En Espagne, on parle de « productos de la tierra », produits « de la terre » et en Italie des produits « nostrale » ou « tipici », « de chez nous » ou « typiques », selon Laurence Bérard et Philippe Marchenay, auteurs du livre « Les produits de terroir : entre cultures et règlements » (CNRS ÉDITIONS).
En Tunisie, on traite ce genre de produits comme un produit « beldi » (local) ou « zemni » (c-à-d le fruit d’un processus traditionnel et ancestral).

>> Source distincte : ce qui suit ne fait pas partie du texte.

//! # ResultList Component
//!
//! Scrollable list of search hits.
//!
//! Follows the persistent state + transient wrapper pattern:
//! - `ResultListState` lives in `TuiState` and keeps its own rendered copy of
//!   the items. Every new movies snapshot is folded in through
//!   `reconcile::diff` + `reconcile::apply`, never by wholesale replacement,
//!   so the selection can follow the selected title when the list reorders.
//! - `ResultList` is created each frame with borrowed state plus the current
//!   movies slot, which decides the empty-state message.

use log::{debug, warn};
use ratatui::Frame;
use ratatui::layout::{Alignment, Rect};
use ratatui::style::{Color, Modifier, Style};
use ratatui::text::{Line, Span};
use ratatui::widgets::{Block, BorderType, List, ListItem, ListState, Paragraph, Wrap};
use unicode_width::{UnicodeWidthChar, UnicodeWidthStr};

use crate::catalog::{CatalogItem, CatalogPayload};
use crate::core::coordinator::Slot;
use crate::core::reconcile::{self, Keyed};
use crate::tui::component::EventHandler;
use crate::tui::event::TuiEvent;

/// Rows jumped by PageUp / PageDown.
const PAGE_STEP: usize = 10;

/// Events emitted by the result list.
#[derive(Debug, Clone, PartialEq)]
pub enum ResultEvent {
    /// Enter on a row: show the detail view for this id.
    Open(String),
}

/// Persistent state for the result list.
pub struct ResultListState {
    /// Rendered items, kept in step with the movies slot via diff/apply.
    pub items: Vec<CatalogItem>,
    pub list_state: ListState,
    /// Whether arrow keys go here (Prop)
    pub focused: bool,
}

impl ResultListState {
    pub fn new() -> Self {
        Self {
            items: Vec::new(),
            list_state: ListState::default(),
            focused: false,
        }
    }

    pub fn selected_item(&self) -> Option<&CatalogItem> {
        self.list_state.selected().and_then(|i| self.items.get(i))
    }

    /// Brings the rendered items in line with `next`, keeping the selected
    /// title selected if it is still present. Returns the number of
    /// operations applied.
    pub fn sync(&mut self, next: &[CatalogItem]) -> usize {
        let selected_id = self.selected_item().map(|item| item.key().to_string());
        let selected_index = self.list_state.selected();

        let ops = reconcile::diff(&self.items, next);
        if let Err(e) = reconcile::apply(&mut self.items, &ops) {
            warn!("Result list diff did not apply ({}), replacing list", e);
            self.items = next.to_vec();
        }
        debug!(
            "Result list synced: {} ops, {} items",
            ops.len(),
            self.items.len()
        );

        let reselect = selected_id
            .and_then(|id| self.items.iter().position(|item| item.key() == id))
            .or_else(|| {
                if self.items.is_empty() {
                    None
                } else {
                    // Selected title went away: stay near where it was.
                    Some(selected_index.unwrap_or(0).min(self.items.len() - 1))
                }
            });
        self.list_state.select(reselect);
        ops.len()
    }

    fn move_selection(&mut self, delta: isize) {
        if self.items.is_empty() {
            return;
        }
        let last = self.items.len() - 1;
        let current = self.list_state.selected().unwrap_or(0);
        let next = current.saturating_add_signed(delta).min(last);
        self.list_state.select(Some(next));
    }
}

impl Default for ResultListState {
    fn default() -> Self {
        Self::new()
    }
}

impl EventHandler for ResultListState {
    type Event = ResultEvent;

    fn handle_event(&mut self, event: &TuiEvent) -> Option<Self::Event> {
        match event {
            TuiEvent::CursorUp | TuiEvent::ScrollUp => self.move_selection(-1),
            TuiEvent::CursorDown | TuiEvent::ScrollDown => self.move_selection(1),
            TuiEvent::PageUp => self.move_selection(-(PAGE_STEP as isize)),
            TuiEvent::PageDown => self.move_selection(PAGE_STEP as isize),
            TuiEvent::CursorHome if !self.items.is_empty() => self.list_state.select(Some(0)),
            TuiEvent::CursorEnd if !self.items.is_empty() => {
                self.list_state.select(Some(self.items.len() - 1))
            }
            TuiEvent::Submit => {
                return self
                    .selected_item()
                    .map(|item| ResultEvent::Open(item.id.clone()));
            }
            _ => {}
        }
        None
    }
}

/// Transient render wrapper for the result list.
pub struct ResultList<'a> {
    state: &'a mut ResultListState,
    movies: &'a Slot<CatalogPayload>,
}

impl<'a> ResultList<'a> {
    pub fn new(state: &'a mut ResultListState, movies: &'a Slot<CatalogPayload>) -> Self {
        Self { state, movies }
    }

    pub fn render(&mut self, frame: &mut Frame, area: Rect) {
        let border_style = if self.state.focused {
            Style::default().fg(Color::Yellow)
        } else {
            Style::default().fg(Color::DarkGray)
        };
        let block = Block::bordered()
            .border_type(BorderType::Rounded)
            .border_style(border_style)
            .title(" Results ")
            .title_bottom(Line::from(" Tab Focus  Enter Details  Ctrl+C Quit ").centered());

        if self.state.items.is_empty() {
            let message = empty_message(self.movies);
            let empty = Paragraph::new(message)
                .style(Style::default().fg(Color::DarkGray))
                .alignment(Alignment::Center)
                .wrap(Wrap { trim: true })
                .block(block);
            frame.render_widget(empty, area);
            return;
        }

        let inner_width = area.width.saturating_sub(2) as usize;
        let items: Vec<ListItem> = self
            .state
            .items
            .iter()
            .map(|item| ListItem::new(row(item, inner_width)))
            .collect();

        let highlight = if self.state.focused {
            Style::default()
                .fg(Color::White)
                .add_modifier(Modifier::BOLD | Modifier::REVERSED)
        } else {
            Style::default().add_modifier(Modifier::BOLD)
        };

        let list = List::new(items).block(block).highlight_style(highlight);
        frame.render_stateful_widget(list, area, &mut self.state.list_state);
    }
}

/// What to show when there is nothing to list.
fn empty_message(movies: &Slot<CatalogPayload>) -> String {
    if movies.is_idle() {
        "Type a title and press Enter.".to_string()
    } else if movies.is_loading() {
        "Searching…".to_string()
    } else if let Some(e) = movies.error() {
        format!("Search failed: {}", e.message)
    } else {
        "No matches.".to_string()
    }
}

/// "Title (Year)  kind", with the title truncated to fit.
fn row(item: &CatalogItem, width: usize) -> Line<'static> {
    let year = format!(" ({})", item.year);
    let kind = format!("  {}", item.kind);
    let title_width = width.saturating_sub(year.width() + kind.width());
    Line::from(vec![
        Span::raw(truncate_to_width(&item.title, title_width)),
        Span::styled(year, Style::default().fg(Color::Gray)),
        Span::styled(kind, Style::default().fg(Color::DarkGray)),
    ])
}

/// Cuts `s` to at most `max_width` display columns, ending in "…" if cut.
fn truncate_to_width(s: &str, max_width: usize) -> String {
    if s.width() <= max_width {
        return s.to_string();
    }
    if max_width == 0 {
        return String::new();
    }
    let mut out = String::new();
    let mut used = 0;
    for c in s.chars() {
        let w = c.width().unwrap_or(0);
        if used + w + 1 > max_width {
            break;
        }
        used += w;
        out.push(c);
    }
    out.push('…');
    out
}

#[cfg(test)]
mod tests {
    use super::*;
    use crate::catalog::ErrorInfo;
    use crate::core::coordinator::LoadState;
    use crate::test_support::{item, payload};
    use ratatui::Terminal;
    use ratatui::backend::TestBackend;

    fn state_with(items: &[CatalogItem]) -> ResultListState {
        let mut state = ResultListState::new();
        state.sync(items);
        state
    }

    fn rendered(state: &mut ResultListState, movies: &Slot<CatalogPayload>) -> String {
        let backend = TestBackend::new(60, 8);
        let mut terminal = Terminal::new(backend).unwrap();
        terminal
            .draw(|f| ResultList::new(state, movies).render(f, f.area()))
            .unwrap();
        terminal
            .backend()
            .buffer()
            .content()
            .iter()
            .map(|c| c.symbol())
            .collect()
    }

    #[test]
    fn test_first_sync_selects_first_row() {
        let state = state_with(&[item("tt1", "Alien"), item("tt2", "Aliens")]);
        assert_eq!(state.items.len(), 2);
        assert_eq!(state.selected_item().map(|i| i.id.as_str()), Some("tt1"));
    }

    #[test]
    fn test_selection_follows_item_across_reorder() {
        let mut state = state_with(&[item("tt1", "Alien"), item("tt2", "Aliens"), item("tt3", "Alien 3")]);
        state.handle_event(&TuiEvent::CursorDown);
        assert_eq!(state.selected_item().map(|i| i.id.as_str()), Some("tt2"));

        let next = [item("tt2", "Aliens"), item("tt4", "Prometheus"), item("tt1", "Alien")];
        state.sync(&next);

        assert_eq!(state.items, next.to_vec());
        assert_eq!(state.list_state.selected(), Some(0));
    }

    #[test]
    fn test_selection_clamps_when_selected_item_removed() {
        let mut state = state_with(&[item("tt1", "Alien"), item("tt2", "Aliens")]);
        state.handle_event(&TuiEvent::CursorEnd);
        state.sync(&[item("tt1", "Alien")]);
        assert_eq!(state.list_state.selected(), Some(0));

        state.sync(&[]);
        assert_eq!(state.list_state.selected(), None);
        assert!(state.selected_item().is_none());
    }

    #[test]
    fn test_identical_snapshot_applies_nothing() {
        let items = [item("tt1", "Alien"), item("tt2", "Aliens")];
        let mut state = state_with(&items);
        assert_eq!(state.sync(&items), 0);
    }

    #[test]
    fn test_submit_opens_selected() {
        let mut state = state_with(&[item("tt1", "Alien"), item("tt2", "Aliens")]);
        state.handle_event(&TuiEvent::PageDown);
        assert_eq!(
            state.handle_event(&TuiEvent::Submit),
            Some(ResultEvent::Open("tt2".to_string()))
        );

        let mut empty = ResultListState::new();
        assert_eq!(empty.handle_event(&TuiEvent::Submit), None);
        empty.handle_event(&TuiEvent::CursorDown);
        assert_eq!(empty.list_state.selected(), None);
    }

    #[test]
    fn test_navigation_stays_in_bounds() {
        let mut state = state_with(&[item("tt1", "Alien"), item("tt2", "Aliens")]);
        state.handle_event(&TuiEvent::CursorUp);
        assert_eq!(state.list_state.selected(), Some(0));
        state.handle_event(&TuiEvent::PageDown);
        state.handle_event(&TuiEvent::CursorDown);
        assert_eq!(state.list_state.selected(), Some(1));
    }

    #[test]
    fn test_truncate_to_width() {
        assert_eq!(truncate_to_width("Heat", 10), "Heat");
        assert_eq!(truncate_to_width("The Godfather", 8), "The God…");
        assert_eq!(truncate_to_width("千と千尋の神隠し", 5), "千と…");
        assert_eq!(truncate_to_width("Heat", 0), "");
    }

    #[test]
    fn test_empty_messages_follow_slot_state() {
        let mut state = ResultListState::new();

        let idle = Slot::default();
        assert!(rendered(&mut state, &idle).contains("Type a title"));

        let loading = Slot {
            generation: 1,
            state: LoadState::Pending,
        };
        assert!(rendered(&mut state, &loading).contains("Searching"));

        let empty = Slot {
            generation: 1,
            state: LoadState::Ready(Ok(CatalogPayload::empty())),
        };
        assert!(rendered(&mut state, &empty).contains("No matches."));

        let failed = Slot {
            generation: 2,
            state: LoadState::Ready(Err(ErrorInfo::new("Invalid API key!"))),
        };
        assert!(rendered(&mut state, &failed).contains("Invalid API key!"));
    }

    #[test]
    fn test_rows_render_title_year_and_kind() {
        let items = [item("tt0133093", "The Matrix")];
        let mut state = state_with(&items);
        let movies = Slot {
            generation: 1,
            state: LoadState::Ready(Ok(payload(&items))),
        };
        let text = rendered(&mut state, &movies);
        assert!(text.contains("The Matrix (1999)"));
        assert!(text.contains("movie"));
    }
}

Signalé dès le début du XIIIe siècle, plus précisément à partir de 1229, le « terroir » est un mot qui prend racine dans le latin populaire « territorium », selon A.Rey [Dictionnaire historique de la Langue française, 1994] : « Il est d’abord synonyme d’espace, de terre, de territoire, dont il serait une altération. »
Du point de vue géographique, le terroir est un espace approprié à une communauté humaine [1]. C’est également, une typicité des produits, une spécificité du projet de développement local, et une recherche d’identité locale [2], cet espace délimité, est fondé sur un ensemble distinctifs de traits culturels, de pratiques et de savoirs nés d’une interaction entre les facteurs humains et le milieu naturel à la fois, ce qui permet une reconnaissance des produits ou services originaires de cet espace et donc des hommes qui y vivent. Cet espace vivable a une spécificité culturelle, sociale et économique unique. les approches spatiales du terroir [3] classe les terres en zones homogènes qui se caractérisent par une agro-écologie commune telles que le climat, la topographie, la géologie et le sol [4].

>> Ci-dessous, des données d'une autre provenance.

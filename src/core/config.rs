//! # Configuration
//!
//! Centralizes all settings with a clear override hierarchy:
//! defaults → config file → env vars → CLI flags.
//!
//! Config lives at `~/.reel/config.toml`. If missing on first run, a
//! commented-out default is generated so users can discover all options.

use log::{debug, info, warn};
use serde::{Deserialize, Serialize};
use std::fmt;
use std::fs;
use std::path::Path;
use std::path::PathBuf;
use std::time::Duration;

use crate::catalog::DEFAULT_OMDB_BASE_URL;

// ============================================================================
// Config Structs (all fields Option<T> for sparse TOML)
// ============================================================================

#[derive(Debug, Default, Deserialize, Serialize)]
pub struct ReelConfig {
    #[serde(default)]
    pub omdb: OmdbConfig,
}

#[derive(Debug, Default, Deserialize, Serialize)]
pub struct OmdbConfig {
    pub api_key: Option<String>,
    pub base_url: Option<String>,
    pub timeout_secs: Option<u64>,
}

// ============================================================================
// Defaults
// ============================================================================

pub const DEFAULT_TIMEOUT_SECS: u64 = 10;

// ============================================================================
// Resolved Config (concrete values, no Options)
// ============================================================================

#[derive(Debug, Clone)]
pub struct ResolvedConfig {
    /// `None` until the user supplies one; the app refuses to start without it.
    pub api_key: Option<String>,
    pub base_url: String,
    pub timeout: Duration,
}

/// Values given on the command line. `None` = not specified.
#[derive(Debug, Default, Clone)]
pub struct CliOverrides {
    pub api_key: Option<String>,
    pub base_url: Option<String>,
}

// ============================================================================
// Error Type
// ============================================================================

#[derive(Debug)]
pub enum ConfigError {
    Io(std::io::Error),
    Parse(toml::de::Error),
    /// No API key in the CLI flags, environment, or config file.
    MissingApiKey,
}

impl fmt::Display for ConfigError {
    fn fmt(&self, f: &mut fmt::Formatter<'_>) -> fmt::Result {
        match self {
            ConfigError::Io(e) => write!(f, "config I/O error: {e}"),
            ConfigError::Parse(e) => write!(f, "config parse error: {e}"),
            ConfigError::MissingApiKey => write!(
                f,
                "no OMDb API key: pass --api-key, set OMDB_API_KEY, or add api_key under [omdb] in {}",
                config_path()
                    .map(|p| p.display().to_string())
                    .unwrap_or_else(|| "~/.reel/config.toml".to_string())
            ),
        }
    }
}

impl std::error::Error for ConfigError {}

// ============================================================================
// Loading
// ============================================================================

/// Returns the path to `~/.reel/config.toml`.
pub fn config_path() -> Option<PathBuf> {
    dirs::home_dir().map(|h| h.join(".reel").join("config.toml"))
}

/// Load config from `~/.reel/config.toml`.
///
/// If the file doesn't exist, generates a commented-out default and
/// returns `ReelConfig::default()`. If it exists but is malformed,
/// returns `ConfigError::Parse`.
pub fn load_config() -> Result<ReelConfig, ConfigError> {
    let path = match config_path() {
        Some(p) => p,
        None => {
            warn!("Could not determine home directory, using default config");
            return Ok(ReelConfig::default());
        }
    };
    load_config_from(&path)
}

/// Same as [`load_config`], for an explicit path.
pub fn load_config_from(path: &Path) -> Result<ReelConfig, ConfigError> {
    if !path.exists() {
        info!("No config file found, generating default at {}", path.display());
        generate_default_config(path);
        return Ok(ReelConfig::default());
    }

    let contents = fs::read_to_string(path).map_err(ConfigError::Io)?;
    let config: ReelConfig = toml::from_str(&contents).map_err(ConfigError::Parse)?;
    info!("Loaded config from {}", path.display());
    // Debug output deliberately leaves the key out.
    debug!(
        "Config: base_url={:?}, timeout_secs={:?}, api_key set={}",
        config.omdb.base_url,
        config.omdb.timeout_secs,
        config.omdb.api_key.is_some()
    );
    Ok(config)
}

/// Generates a commented-out default config file at the given path.
fn generate_default_config(path: &Path) {
    let default_content = r#"# Reel Configuration
# All settings are optional; defaults are used for anything not specified.
# Override hierarchy: defaults -> this file -> env vars -> CLI flags.

# [omdb]
# api_key = "your-key"               # Or set OMDB_API_KEY env var, or pass --api-key
# base_url = "https://www.omdbapi.com"
# timeout_secs = 10                  # Per-request timeout
"#;

    if let Some(parent) = path.parent() {
        if let Err(e) = fs::create_dir_all(parent) {
            warn!("Failed to create config directory: {}", e);
            return;
        }
    }
    if let Err(e) = fs::write(path, default_content) {
        warn!("Failed to write default config: {}", e);
    }
}

// ============================================================================
// Resolution
// ============================================================================

/// Resolve the final config by collapsing: defaults → config file → env vars → CLI.
pub fn resolve(config: &ReelConfig, cli: &CliOverrides) -> ResolvedConfig {
    resolve_with_env(config, cli, |name| std::env::var(name).ok())
}

/// Resolution with an injectable environment lookup.
fn resolve_with_env(
    config: &ReelConfig,
    cli: &CliOverrides,
    env: impl Fn(&str) -> Option<String>,
) -> ResolvedConfig {
    // API key: CLI → env → config
    let api_key = cli
        .api_key
        .clone()
        .or_else(|| env("OMDB_API_KEY"))
        .or_else(|| config.omdb.api_key.clone())
        .filter(|k| !k.trim().is_empty());

    // Base URL: CLI → env → config → default
    let base_url = cli
        .base_url
        .clone()
        .or_else(|| env("OMDB_BASE_URL"))
        .or_else(|| config.omdb.base_url.clone())
        .unwrap_or_else(|| DEFAULT_OMDB_BASE_URL.to_string());

    let timeout_secs = config
        .omdb
        .timeout_secs
        .filter(|secs| *secs > 0)
        .unwrap_or(DEFAULT_TIMEOUT_SECS);

    ResolvedConfig {
        api_key,
        base_url,
        timeout: Duration::from_secs(timeout_secs),
    }
}

impl ResolvedConfig {
    /// The API key, or the error explaining how to provide one.
    pub fn require_api_key(&self) -> Result<&str, ConfigError> {
        self.api_key.as_deref().ok_or(ConfigError::MissingApiKey)
    }
}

« Mais, si le mot garde ce sens jusqu’au XVIIIe siècle, il désigne également, dès le XIIIe, la terre considérée du point de vue de ses aptitudes agricoles et plus particulièrement le sol apte à la culture de la vigne. Au milieu du XVIe siècle, il entre dans l’expression « goût de terroir » à propos d’un vin, puis s’applique par métaphore à un homme qui a les qualités et les défauts que l’on attribue aux gens de son pays. Le concept va se préciser scientifiquement dès la fin du XIXe dans le cadre de l’émergence de la pédologie, instaurant la notion de vocation des sols. Cette science, créée en Russie en 1879, fut introduite en France par Albert Demolon en 1934. (…) Le terroir est alors donné comme immanent. Il est préexistant à l’homme qui ne fait qu’en révéler les potentialités. », lit-on dans l’ouvrage « Les produits de terroir : entre cultures et règlements » (CNRS ÉDITIONS) de Laurence Bérard et Philippe Marchenay.

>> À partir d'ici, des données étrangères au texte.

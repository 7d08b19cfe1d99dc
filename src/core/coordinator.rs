//! # Presentation Coordinator
//!
//! Owns the observable state the screen renders and is its only writer.
//!
//! ```text
//! Coordinator
//! ├── movies:     watch<Slot<CatalogPayload>>   // search results
//! ├── details:    watch<Slot<DetailRecord>>     // selected title
//! └── last_error: watch<Option<ErrorInfo>>      // latest failure from either slot
//! ```
//!
//! ## Sequencing
//!
//! Every fetch bumps its slot's `generation` and publishes `Pending`. When the
//! repository call returns, the result is written only if the slot's
//! generation still matches the one the fetch was issued with. Both steps run
//! inside the watch channel's own lock (`send_modify` / `send_if_modified`),
//! so issue and publish are totally ordered per slot and a slow, outdated
//! response can never overwrite a newer one.
//!
//! Superseded tasks are also aborted, but that only saves work: the
//! generation check alone decides what gets published.

use std::future::Future;
use std::sync::Arc;

use log::{debug, info};
use tokio::sync::watch;
use tokio::task::AbortHandle;

use crate::catalog::{CatalogPayload, CatalogRepository, DetailRecord, ErrorInfo, Fetched};

/// What a slot currently holds.
#[derive(Debug, Clone, PartialEq)]
pub enum LoadState<T> {
    /// Nothing published yet for the latest fetch (or no fetch issued).
    Pending,
    Ready(Fetched<T>),
}

/// A snapshot of one observable slot.
#[derive(Debug, Clone, PartialEq)]
pub struct Slot<T> {
    /// Sequence number of the most recently issued fetch; 0 before the first.
    pub generation: u64,
    pub state: LoadState<T>,
}

impl<T> Default for Slot<T> {
    fn default() -> Self {
        Self {
            generation: 0,
            state: LoadState::Pending,
        }
    }
}

impl<T> Slot<T> {
    /// True until the first fetch is issued.
    pub fn is_idle(&self) -> bool {
        self.generation == 0
    }

    /// True while the latest issued fetch has not landed.
    pub fn is_loading(&self) -> bool {
        !self.is_idle() && matches!(self.state, LoadState::Pending)
    }

    pub fn value(&self) -> Option<&T> {
        match &self.state {
            LoadState::Ready(Ok(value)) => Some(value),
            _ => None,
        }
    }

    pub fn error(&self) -> Option<&ErrorInfo> {
        match &self.state {
            LoadState::Ready(Err(e)) => Some(e),
            _ => None,
        }
    }
}

/// Writes `result` into the slot only if `generation` is still the latest issued.
/// Returns whether it landed.
fn publish<T>(sender: &watch::Sender<Slot<T>>, generation: u64, result: Fetched<T>) -> bool {
    sender.send_if_modified(|slot| {
        if slot.generation != generation {
            return false;
        }
        slot.state = LoadState::Ready(result);
        true
    })
}

/// Write side of one slot plus the task currently filling it.
struct SlotWriter<T> {
    sender: Arc<watch::Sender<Slot<T>>>,
    in_flight: Option<AbortHandle>,
}

impl<T: Send + Sync + 'static> SlotWriter<T> {
    fn new() -> Self {
        let (sender, _) = watch::channel(Slot::default());
        Self {
            sender: Arc::new(sender),
            in_flight: None,
        }
    }

    /// Starts a new generation: the slot goes `Pending` and any older task is cancelled.
    fn issue(&mut self) -> u64 {
        if let Some(handle) = self.in_flight.take() {
            handle.abort();
        }
        let mut generation = 0;
        self.sender.send_modify(|slot| {
            slot.generation += 1;
            slot.state = LoadState::Pending;
            generation = slot.generation;
        });
        generation
    }

    /// Issues a generation and runs `fetch` in the background, publishing its
    /// result if nothing newer was issued in the meantime.
    fn spawn<F>(
        &mut self,
        errors: &Arc<watch::Sender<Option<ErrorInfo>>>,
        label: &'static str,
        fetch: F,
    ) -> u64
    where
        F: Future<Output = Fetched<T>> + Send + 'static,
    {
        let generation = self.issue();
        let sender = self.sender.clone();
        let errors = errors.clone();

        let handle = tokio::spawn(async move {
            let result = fetch.await;
            let failure = result.as_ref().err().cloned();
            if publish(&sender, generation, result) {
                debug!("{} #{} published", label, generation);
                if let Some(info) = failure {
                    errors.send_replace(Some(info));
                }
            } else {
                debug!("{} #{} superseded, discarding result", label, generation);
            }
        });

        self.in_flight = Some(handle.abort_handle());
        generation
    }

    fn cancel(&mut self) {
        if let Some(handle) = self.in_flight.take() {
            handle.abort();
        }
    }
}

/// Issues catalog fetches and publishes their results to observable slots.
///
/// Must be used from within a tokio runtime: fetches run as spawned tasks.
/// Dropping the coordinator aborts anything still in flight.
pub struct Coordinator {
    repository: Arc<dyn CatalogRepository>,
    api_key: String,
    movies: SlotWriter<CatalogPayload>,
    details: SlotWriter<DetailRecord>,
    errors: Arc<watch::Sender<Option<ErrorInfo>>>,
}

impl Coordinator {
    pub fn new(repository: Arc<dyn CatalogRepository>, api_key: String) -> Self {
        let (errors, _) = watch::channel(None);
        Self {
            repository,
            api_key,
            movies: SlotWriter::new(),
            details: SlotWriter::new(),
            errors: Arc::new(errors),
        }
    }

    /// Searches the catalog for `query`. A blank query is ignored: no request,
    /// no state change. Returns whether a fetch was issued.
    pub fn fetch_movies(&mut self, query: &str) -> bool {
        let query = query.trim();
        if query.is_empty() {
            debug!("Ignoring blank search query");
            return false;
        }

        let repository = self.repository.clone();
        let api_key = self.api_key.clone();
        let owned_query = query.to_string();
        let generation = self.movies.spawn(&self.errors, "search", async move {
            repository.search_catalog(&api_key, &owned_query).await
        });

        info!(
            "Issued search #{} for {:?} via {}",
            generation,
            query,
            self.repository.name()
        );
        true
    }

    /// Fetches the detail record for `id`. A blank id is ignored.
    /// Returns whether a fetch was issued.
    pub fn fetch_details(&mut self, id: &str) -> bool {
        let id = id.trim();
        if id.is_empty() {
            debug!("Ignoring blank detail id");
            return false;
        }

        let repository = self.repository.clone();
        let api_key = self.api_key.clone();
        let owned_id = id.to_string();
        let generation = self.details.spawn(&self.errors, "detail", async move {
            repository.fetch_detail(&api_key, &owned_id).await
        });

        info!(
            "Issued detail #{} for {} via {}",
            generation,
            id,
            self.repository.name()
        );
        true
    }

    pub fn subscribe_movies(&self) -> watch::Receiver<Slot<CatalogPayload>> {
        self.movies.sender.subscribe()
    }

    pub fn subscribe_details(&self) -> watch::Receiver<Slot<DetailRecord>> {
        self.details.sender.subscribe()
    }

    pub fn subscribe_errors(&self) -> watch::Receiver<Option<ErrorInfo>> {
        self.errors.subscribe()
    }

    /// Latest published search slot. Never blocks.
    pub fn movies(&self) -> Slot<CatalogPayload> {
        self.movies.sender.borrow().clone()
    }

    /// Latest published detail slot. Never blocks.
    pub fn details(&self) -> Slot<DetailRecord> {
        self.details.sender.borrow().clone()
    }

    pub fn last_error(&self) -> Option<ErrorInfo> {
        self.errors.borrow().clone()
    }
}

impl Drop for Coordinator {
    fn drop(&mut self) {
        self.movies.cancel();
        self.details.cancel();
    }
}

De son côté, La charte des terroirs qui a été publiée par l’UNESCO en 2005 résume « le Terroir comme un espace géographique délimité défini à partir d’une communauté humaine qui construit au cours de son histoire un ensemble de traits culturels distinctifs, de savoirs et de pratiques fondés sur un système d’interactions entre le milieu naturel et les facteurs humains. Les savoir-faire mis en jeu révèlent une originalité, confèrent une typicité et permettent. Les terroirs sont des espaces vivants et innovants qui ne peuvent être assimilés à la seule tradition ».
« Le terroir apparaît comme un concept polysémique. Selon qu’il comprend ou non la dimension humaine, il renvoie à l’épaisseur du temps et donne un autre sens à la relation au lieu. Cette ambiguïté – inhérente au terme – se retrouve dans l’expression « produit de terroir », qui fait référence aussi bien à un produit fabriqué en un lieu qu’à un produit associé à ce lieu. La profondeur historique, d’une part, intégrant l’accumulation et la transmission d’un savoir-faire et l’inscription de la production dans une communauté, d’autre part, font la différence », ajoutent Laurence Bérard et Philippe Marchenay.
Bref, pour parler simple : un produit de terroir n’est autre qu’une matière première typiquement locale, parfois endémique, qui est transformée selon des méthodes ancestrales et des rituels ethniques en un produit particulier qui a du sens dans son environnement géographique et son espace culturel. C’est en quelque sorte la quintessence d’un écosystème qui atterrit sur nos tables pour enchanter nos papilles par un savoir-faire communautaire et un art de vivre identitaire !
Nonobstant, ces derniers temps, la « terroirmania » nous a offert une orgie d’évènements et de manifestations (concours, médailles, trophées, festivals, salons, livres, etc.) sur tout le territoire tunisien pour ne pas dire une multitude d’initiatives publiques et privées subventionnées par des ONG et des donateurs internationaux ou des agences de coopération et de développement relevant de chancelleries étrangères : des opérations qui se chiffrent en centaines de millions de nos dinars.
Vive le « soft power » diplomatique de nos amis et alliés du Vieux Continent !
Il est vrai qu’en ces temps de vaches maigres, personne ne peut refuser la manne des aides étrangères pour venir en aide aux petits artisans et producteurs de patelins agricoles en développant un audacieux « projet d’accès aux marchés des produits agroalimentaires et de terroir » (phase 1 & 2) et en mettant en place, récemment, une ambitieuse « route culinaire » valorisant l’offre gastronomique dans nos régions.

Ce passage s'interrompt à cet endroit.